--- TASK STATEMENT ---
The records should be copied out again with no alteration.

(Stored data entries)
<<<<
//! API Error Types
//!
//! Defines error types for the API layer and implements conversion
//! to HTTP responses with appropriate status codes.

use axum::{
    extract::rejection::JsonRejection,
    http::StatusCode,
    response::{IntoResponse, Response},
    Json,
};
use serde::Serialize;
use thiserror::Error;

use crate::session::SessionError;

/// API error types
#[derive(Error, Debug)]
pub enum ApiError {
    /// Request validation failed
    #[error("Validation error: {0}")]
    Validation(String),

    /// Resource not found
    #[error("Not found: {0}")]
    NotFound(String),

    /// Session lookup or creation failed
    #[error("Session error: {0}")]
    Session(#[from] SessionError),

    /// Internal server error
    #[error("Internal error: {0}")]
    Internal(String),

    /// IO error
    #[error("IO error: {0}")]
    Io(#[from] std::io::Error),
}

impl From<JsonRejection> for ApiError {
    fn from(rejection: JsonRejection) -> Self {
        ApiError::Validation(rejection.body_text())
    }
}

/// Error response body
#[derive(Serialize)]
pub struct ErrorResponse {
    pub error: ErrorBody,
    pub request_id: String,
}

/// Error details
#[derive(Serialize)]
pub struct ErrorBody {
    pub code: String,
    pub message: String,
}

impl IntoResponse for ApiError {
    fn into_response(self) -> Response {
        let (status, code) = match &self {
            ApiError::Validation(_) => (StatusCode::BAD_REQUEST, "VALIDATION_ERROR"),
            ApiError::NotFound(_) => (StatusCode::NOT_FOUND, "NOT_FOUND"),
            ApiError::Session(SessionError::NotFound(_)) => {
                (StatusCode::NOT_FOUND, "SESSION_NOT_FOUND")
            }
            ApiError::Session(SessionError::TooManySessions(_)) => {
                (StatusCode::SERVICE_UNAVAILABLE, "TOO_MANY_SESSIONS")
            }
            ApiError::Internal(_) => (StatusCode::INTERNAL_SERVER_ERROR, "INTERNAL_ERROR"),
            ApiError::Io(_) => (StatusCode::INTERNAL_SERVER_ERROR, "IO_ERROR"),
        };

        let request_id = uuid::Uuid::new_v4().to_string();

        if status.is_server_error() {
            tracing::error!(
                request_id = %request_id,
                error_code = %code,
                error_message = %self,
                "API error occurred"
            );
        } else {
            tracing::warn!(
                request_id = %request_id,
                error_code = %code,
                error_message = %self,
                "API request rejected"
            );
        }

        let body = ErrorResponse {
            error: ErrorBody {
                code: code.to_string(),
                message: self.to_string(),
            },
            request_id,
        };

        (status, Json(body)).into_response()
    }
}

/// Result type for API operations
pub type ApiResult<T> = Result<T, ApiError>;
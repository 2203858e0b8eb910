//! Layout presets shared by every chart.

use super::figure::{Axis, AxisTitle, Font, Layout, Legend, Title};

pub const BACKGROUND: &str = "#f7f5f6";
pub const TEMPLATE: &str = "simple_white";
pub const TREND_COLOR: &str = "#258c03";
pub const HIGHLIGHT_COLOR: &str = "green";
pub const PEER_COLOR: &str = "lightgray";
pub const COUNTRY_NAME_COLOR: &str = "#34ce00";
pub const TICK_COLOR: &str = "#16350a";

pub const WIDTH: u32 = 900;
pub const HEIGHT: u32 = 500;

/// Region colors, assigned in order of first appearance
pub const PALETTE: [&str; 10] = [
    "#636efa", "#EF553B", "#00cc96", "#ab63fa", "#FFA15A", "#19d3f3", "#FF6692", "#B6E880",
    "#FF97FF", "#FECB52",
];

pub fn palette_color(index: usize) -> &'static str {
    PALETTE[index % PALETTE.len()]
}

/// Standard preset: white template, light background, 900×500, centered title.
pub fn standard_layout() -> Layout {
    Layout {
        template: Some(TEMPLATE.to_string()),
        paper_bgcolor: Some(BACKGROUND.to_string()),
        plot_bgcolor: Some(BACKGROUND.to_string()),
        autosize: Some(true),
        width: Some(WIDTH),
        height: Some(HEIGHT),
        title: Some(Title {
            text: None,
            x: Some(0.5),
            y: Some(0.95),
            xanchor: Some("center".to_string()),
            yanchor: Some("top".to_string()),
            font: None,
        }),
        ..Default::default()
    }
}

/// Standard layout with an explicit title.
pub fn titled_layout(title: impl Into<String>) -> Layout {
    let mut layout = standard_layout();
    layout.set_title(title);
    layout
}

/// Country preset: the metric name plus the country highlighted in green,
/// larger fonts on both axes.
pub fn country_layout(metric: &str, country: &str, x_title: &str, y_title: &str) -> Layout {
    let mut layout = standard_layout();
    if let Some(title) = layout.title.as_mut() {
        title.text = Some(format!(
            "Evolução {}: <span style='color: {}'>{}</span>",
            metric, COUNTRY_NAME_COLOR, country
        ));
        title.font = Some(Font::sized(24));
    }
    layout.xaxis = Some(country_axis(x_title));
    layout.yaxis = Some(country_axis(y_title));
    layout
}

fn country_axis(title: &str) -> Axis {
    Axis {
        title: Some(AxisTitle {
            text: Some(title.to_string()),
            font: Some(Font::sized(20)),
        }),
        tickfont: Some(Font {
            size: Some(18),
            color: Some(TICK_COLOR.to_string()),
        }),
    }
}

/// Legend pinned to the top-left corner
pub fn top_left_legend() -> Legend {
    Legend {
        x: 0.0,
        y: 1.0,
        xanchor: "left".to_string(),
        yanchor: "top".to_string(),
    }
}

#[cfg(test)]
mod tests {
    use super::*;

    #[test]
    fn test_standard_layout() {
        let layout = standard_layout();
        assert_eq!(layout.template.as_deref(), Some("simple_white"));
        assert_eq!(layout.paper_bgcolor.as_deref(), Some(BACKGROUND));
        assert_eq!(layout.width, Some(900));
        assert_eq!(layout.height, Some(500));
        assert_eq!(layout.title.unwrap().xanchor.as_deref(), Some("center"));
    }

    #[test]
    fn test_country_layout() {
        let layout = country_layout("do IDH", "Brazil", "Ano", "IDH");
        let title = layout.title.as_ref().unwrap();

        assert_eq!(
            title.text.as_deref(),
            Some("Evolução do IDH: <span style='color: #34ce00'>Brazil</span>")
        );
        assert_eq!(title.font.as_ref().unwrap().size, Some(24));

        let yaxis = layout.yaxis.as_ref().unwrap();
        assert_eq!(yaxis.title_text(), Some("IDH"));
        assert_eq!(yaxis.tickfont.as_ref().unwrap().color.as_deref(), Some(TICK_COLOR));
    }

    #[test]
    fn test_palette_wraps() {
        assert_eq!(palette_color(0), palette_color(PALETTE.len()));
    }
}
>>>>
--- FINISHED TASK ---
//! API Error Types
//!
//! Defines error types for the API layer and implements conversion
//! to HTTP responses with appropriate status codes.

use axum::{
    extract::rejection::JsonRejection,
    http::StatusCode,
    response::{IntoResponse, Response},
    Json,
};
use serde::Serialize;
use thiserror::Error;

use crate::session::SessionError;

/// API error types
#[derive(Error, Debug)]
pub enum ApiError {
    /// Request validation failed
    #[error("Validation error: {0}")]
    Validation(String),

    /// Resource not found
    #[error("Not found: {0}")]
    NotFound(String),

    /// Session lookup or creation failed
    #[error("Session error: {0}")]
    Session(#[from] SessionError),

    /// Internal server error
    #[error("Internal error: {0}")]
    Internal(String),

    /// IO error
    #[error("IO error: {0}")]
    Io(#[from] std::io::Error),
}

impl From<JsonRejection> for ApiError {
    fn from(rejection: JsonRejection) -> Self {
        ApiError::Validation(rejection.body_text())
    }
}

/// Error response body
#[derive(Serialize)]
pub struct ErrorResponse {
    pub error: ErrorBody,
    pub request_id: String,
}

/// Error details
#[derive(Serialize)]
pub struct ErrorBody {
    pub code: String,
    pub message: String,
}

impl IntoResponse for ApiError {
    fn into_response(self) -> Response {
        let (status, code) = match &self {
            ApiError::Validation(_) => (StatusCode::BAD_REQUEST, "VALIDATION_ERROR"),
            ApiError::NotFound(_) => (StatusCode::NOT_FOUND, "NOT_FOUND"),
            ApiError::Session(SessionError::NotFound(_)) => {
                (StatusCode::NOT_FOUND, "SESSION_NOT_FOUND")
            }
            ApiError::Session(SessionError::TooManySessions(_)) => {
                (StatusCode::SERVICE_UNAVAILABLE, "TOO_MANY_SESSIONS")
            }
            ApiError::Internal(_) => (StatusCode::INTERNAL_SERVER_ERROR, "INTERNAL_ERROR"),
            ApiError::Io(_) => (StatusCode::INTERNAL_SERVER_ERROR, "IO_ERROR"),
        };

        let request_id = uuid::Uuid::new_v4().to_string();

        if status.is_server_error() {
            tracing::error!(
                request_id = %request_id,
                error_code = %code,
                error_message = %self,
                "API error occurred"
            );
        } else {
            tracing::warn!(
                request_id = %request_id,
                error_code = %code,
                error_message = %self,
                "API request rejected"
            );
        }

        let body = ErrorResponse {
            error: ErrorBody {
                code: code.to_string(),
                message: self.to_string(),
            },
            request_id,
        };

        (status, Json(body)).into_response()
    }
}

/// Result type for API operations
pub type ApiResult<T> = Result<T, ApiError>;
repository 2203858e0b8eb910
//! Layout presets shared by every chart.

use super::figure::{Axis, AxisTitle, Font, Layout, Legend, Title};

pub const BACKGROUND: &str = "#f7f5f6";
pub const TEMPLATE: &str = "simple_white";
pub const TREND_COLOR: &str = "#258c03";
pub const HIGHLIGHT_COLOR: &str = "green";
pub const PEER_COLOR: &str = "lightgray";
pub const COUNTRY_NAME_COLOR: &str = "#34ce00";
pub const TICK_COLOR: &str = "#16350a";

pub const WIDTH: u32 = 900;
pub const HEIGHT: u32 = 500;

/// Region colors, assigned in order of first appearance
pub const PALETTE: [&str; 10] = [
    "#636efa", "#EF553B", "#00cc96", "#ab63fa", "#FFA15A", "#19d3f3", "#FF6692", "#B6E880",
    "#FF97FF", "#FECB52",
];

pub fn palette_color(index: usize) -> &'static str {
    PALETTE[index % PALETTE.len()]
}

/// Standard preset: white template, light background, 900×500, centered title.
pub fn standard_layout() -> Layout {
    Layout {
        template: Some(TEMPLATE.to_string()),
        paper_bgcolor: Some(BACKGROUND.to_string()),
        plot_bgcolor: Some(BACKGROUND.to_string()),
        autosize: Some(true),
        width: Some(WIDTH),
        height: Some(HEIGHT),
        title: Some(Title {
            text: None,
            x: Some(0.5),
            y: Some(0.95),
            xanchor: Some("center".to_string()),
            yanchor: Some("top".to_string()),
            font: None,
        }),
        ..Default::default()
    }
}

/// Standard layout with an explicit title.
pub fn titled_layout(title: impl Into<String>) -> Layout {
    let mut layout = standard_layout();
    layout.set_title(title);
    layout
}

/// Country preset: the metric name plus the country highlighted in green,
/// larger fonts on both axes.
pub fn country_layout(metric: &str, country: &str, x_title: &str, y_title: &str) -> Layout {
    let mut layout = standard_layout();
    if let Some(title) = layout.title.as_mut() {
        title.text = Some(format!(
            "Evolução {}: <span style='color: {}'>{}</span>",
            metric, COUNTRY_NAME_COLOR, country
        ));
        title.font = Some(Font::sized(24));
    }
    layout.xaxis = Some(country_axis(x_title));
    layout.yaxis = Some(country_axis(y_title));
    layout
}

fn country_axis(title: &str) -> Axis {
    Axis {
        title: Some(AxisTitle {
            text: Some(title.to_string()),
            font: Some(Font::sized(20)),
        }),
        tickfont: Some(Font {
            size: Some(18),
            color: Some(TICK_COLOR.to_string()),
        }),
    }
}

/// Legend pinned to the top-left corner
pub fn top_left_legend() -> Legend {
    Legend {
        x: 0.0,
        y: 1.0,
        xanchor: "left".to_string(),
        yanchor: "top".to_string(),
    }
}

#[cfg(test)]
mod tests {
    use super::*;

    #[test]
    fn test_standard_layout() {
        let layout = standard_layout();
        assert_eq!(layout.template.as_deref(), Some("simple_white"));
        assert_eq!(layout.paper_bgcolor.as_deref(), Some(BACKGROUND));
        assert_eq!(layout.width, Some(900));
        assert_eq!(layout.height, Some(500));
        assert_eq!(layout.title.unwrap().xanchor.as_deref(), Some("center"));
    }

    #[test]
    fn test_country_layout() {
        let layout = country_layout("do IDH", "Brazil", "Ano", "IDH");
        let title = layout.title.as_ref().unwrap();

        assert_eq!(
            title.text.as_deref(),
            Some("Evolução do IDH: <span style='color: #34ce00'>Brazil</span>")
        );
        assert_eq!(title.font.as_ref().unwrap().size, Some(24));

        let yaxis = layout.yaxis.as_ref().unwrap();
        assert_eq!(yaxis.title_text(), Some("IDH"));
        assert_eq!(yaxis.tickfont.as_ref().unwrap().color.as_deref(), Some(TICK_COLOR));
    }

    #[test]
    fn test_palette_wraps() {
        assert_eq!(palette_color(0), palette_color(PALETTE.len()));
    }
}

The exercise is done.